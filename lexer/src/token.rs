use super::source::Span;
use std::fmt;

#[derive(Debug, PartialEq, Eq, Clone)]
pub struct Token {
    pub kind: TokenKind,
    /// exact text consumed for this token,
    /// quotes excluded for string literals.
    pub text: String,
    /// where the token starts
    pub span: Span,
}

impl Token {
    pub fn new(kind: TokenKind, text: impl Into<String>, span: Span) -> Self {
        Self {
            kind,
            text: text.into(),
            span,
        }
    }
}

impl fmt::Display for Token {
    fn fmt(&self, f: &mut fmt::Formatter<'_>) -> fmt::Result {
        write!(f, "{} {:?}", self.kind, self.text)
    }
}

/// All Token variants accepted by the scanner
#[derive(Debug, PartialEq, Eq, Clone, Copy, Hash)]
pub enum TokenKind {
    // litterals
    Integer,
    StringLiteral,
    Identifier,
    // single-character tokens
    Assign,
    Newline,
    Plus,
    EndOfStream,
}

impl fmt::Display for TokenKind {
    fn fmt(&self, f: &mut fmt::Formatter<'_>) -> fmt::Result {
        fmt::Debug::fmt(self, f)
    }
}

/// Single-character operators.
/// New operators only need an entry here (and a `TokenKind`).
pub const OPERATORS: &[(char, TokenKind)] = &[('+', TokenKind::Plus)];

pub fn operator_kind(c: char) -> Option<TokenKind> {
    OPERATORS
        .iter()
        .find(|(op, _)| *op == c)
        .map(|&(_, kind)| kind)
}

#[test]
fn test_operator_lookup() {
    assert_eq!(operator_kind('+'), Some(TokenKind::Plus));
    assert_eq!(operator_kind('='), None);
    assert_eq!(operator_kind('-'), None);
}

#[test]
fn test_token_display() {
    let token = Token::new(TokenKind::StringLiteral, "a b", Span::default());
    assert_eq!(token.to_string(), "StringLiteral \"a b\"");
    let token = Token::new(TokenKind::Newline, "\n", Span::default());
    assert_eq!(token.to_string(), "Newline \"\\n\"");
}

***

**Required action**. What lines of the material above hold the string "PartialEq"? Please copy them.

**Output of the task**.
#[derive(Debug, PartialEq, Eq, Clone)]
#[derive(Debug, PartialEq, Eq, Clone, Copy, Hash)]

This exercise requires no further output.